Italian anarchist (1827–1877)

Giuseppe Fanelli (13 October 1827 – 5 January 1877) was an Italian revolutionary anarchist, best known for his influence on Italian anarchism and Spanish anarchism and his tour of Spain in 1868, introducing the anarchist ideas of Mikhail Bakunin to Spain.

== Life and revolutionary path ==
Fanelli was born in Naples, Italy on 13 October 1827. At the age of 18, he enrolled in Giovine Italia, a political movement with the goal to create a united Italian republic.

He was active in the insurrectionary, united Italian republic Young Italy movement and fought in the Milan insurrection of the 1848 revolution. He went on to fight alongside Garibaldi's Redshirts in the Expedition of the Thousand in Sicily in 1860; he also fought in the Polish uprising in 1863. He was elected to Italian Parliament in November 1865. In 1866, he fought in the Third Italian War of Independence against the Austrian Empire, which at the time controlled, occupied, and subjugated large parts of Northern Italy.
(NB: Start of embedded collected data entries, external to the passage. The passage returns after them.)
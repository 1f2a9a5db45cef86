// ==========================================
// 生产进度对账系统 - 计划清洗器
// ==========================================
// 职责: 对每条计划行执行别名匹配与主数据识别, 把名称改写为正式名称
// 红线: 不改动输入记录, 输出为新副本; 未命中时保留原文名称
// ==========================================

use tracing::debug;

use crate::domain::alias::AliasBook;
use crate::domain::record::{MasterCatalogEntry, PlanRecord};
use crate::domain::types::NameCategory;
use crate::engine::alias_matcher::{find_best_match, AliasMatch};
use crate::engine::identity_resolver::IdentityResolver;

/// 单条计划行的清洗结果
///
/// 别名匹配结果在分层策略下仅作参考信息 (供报表与排查),
/// 不参与识别解析本身。
#[derive(Debug, Clone)]
pub struct CleanOutcome {
    pub record: PlanRecord,                  // 清洗后的计划行
    pub alias_customer: Option<AliasMatch>,  // 客户名的辞书匹配 (参考)
    pub alias_product: Option<AliasMatch>,   // 产品名的辞书匹配 (参考)
    pub resolved: bool,                      // 是否命中主数据
}

/// PlanCleaner - 计划清洗器
pub struct PlanCleaner {
    resolver: IdentityResolver,
}

impl PlanCleaner {
    pub fn new() -> Self {
        Self {
            resolver: IdentityResolver::new(),
        }
    }

    /// 清洗计划行, 返回改写后的副本
    pub fn clean(
        &self,
        plans: &[PlanRecord],
        catalog: &[MasterCatalogEntry],
        aliases: &AliasBook,
    ) -> Vec<PlanRecord> {
        self.clean_with_report(plans, catalog, aliases)
            .into_iter()
            .map(|outcome| outcome.record)
            .collect()
    }

    /// 清洗计划行, 并附带每行的匹配明细
    pub fn clean_with_report(
        &self,
        plans: &[PlanRecord],
        catalog: &[MasterCatalogEntry],
        aliases: &AliasBook,
    ) -> Vec<CleanOutcome> {
        plans
            .iter()
            .map(|plan| self.clean_one(plan, catalog, aliases))
            .collect()
    }

    fn clean_one(
        &self,
        plan: &PlanRecord,
        catalog: &[MasterCatalogEntry],
        aliases: &AliasBook,
    ) -> CleanOutcome {
        // 辞书匹配 (参考信息)
        let alias_customer =
            find_best_match(&plan.customer_name, aliases.category(NameCategory::Customer));
        let alias_product =
            find_best_match(&plan.product_name, aliases.category(NameCategory::Product));

        let mut record = plan.clone();

        // 主数据识别: 命中则以正式名称覆盖
        let resolved = match self.resolver.resolve(plan, catalog) {
            Some(entry) => {
                debug!(
                    raw_customer = %plan.customer_name,
                    raw_product = %plan.product_name,
                    customer = %entry.customer_name,
                    product = %entry.product_name,
                    "plan row cleaned"
                );
                record.customer_name = entry.customer_name.clone();
                record.product_name = entry.product_name.clone();
                true
            }
            None => {
                debug!(
                    customer = %plan.customer_name,
                    product = %plan.product_name,
                    "no master match, keeping raw names"
                );
                false
            }
        };

        CleanOutcome {
            record,
            alias_customer,
            alias_product,
            resolved,
        }
    }
}

impl Default for PlanCleaner {
    fn default() -> Self {
        Self::new()
    }
}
Fanelli met Bakunin at Ischia in 1866. In October 1868, Bakunin sponsored Fanelli to travel to Barcelona to share his leftist libertarian anarchist visions and recruit revolutionists to the International Workingmen's Association. Fanelli’s trip to Spain and the meeting he organised during his travels provided the catalyst for the Spanish anarchist movement, the largest workers' and peasants' movement in modern Spain and the largest anarchist movement in modern Europe.

Fanelli's tour took him first to Barcelona, where he met and stayed with Élisée Reclus. Reclus and Fanelli were at odds over Reclus' friendships with Spanish republicans, and Fanelli soon left Barcelona for Madrid. Fanelli stayed in Madrid until the end of January 1869, conducting meetings to introduce Spanish workers, including Anselmo Lorenzo, to the First International. In February 1869, Fanelli left Madrid, journeying home via Barcelona. While in Barcelona again, he met with painter Josep Lluís Pellicer and his cousin, Rafael Farga Pellicer, along with others who were to play an important role establishing the International in Barcelona.

== Death ==
Fanelli died of tuberculosis in Naples in 1877.

== Perceptions of others in regard to Fanelli ==

Fanelli was a tall man with a kind and grave expression, a thick black beard and large black expressive eyes which flashed like lightning or took on the appearance of kindly compassion according to the sentiments which dominated him. His voice had a metallic tone and was susceptible to all the inflexions appropriate to what he was saying, passing rapidly from accents of anger and menace against tyrants and exploiters to take on those of suffering, regret and consolation when he spoke of the pains of the exploited, either as one who without suffering them himself understands them, or as one who through his altruistic feelings delights in presenting the ultra-revolutionary ideas of peace and fraternity. He spoke in French and Italian, but we could understand his expressive mimicry and follow his speech.
— Anselmo Lorenzo, Spanish Anarchist, cit. in H.M. Enzensberger, "Der kurze Sommer der Anarchie"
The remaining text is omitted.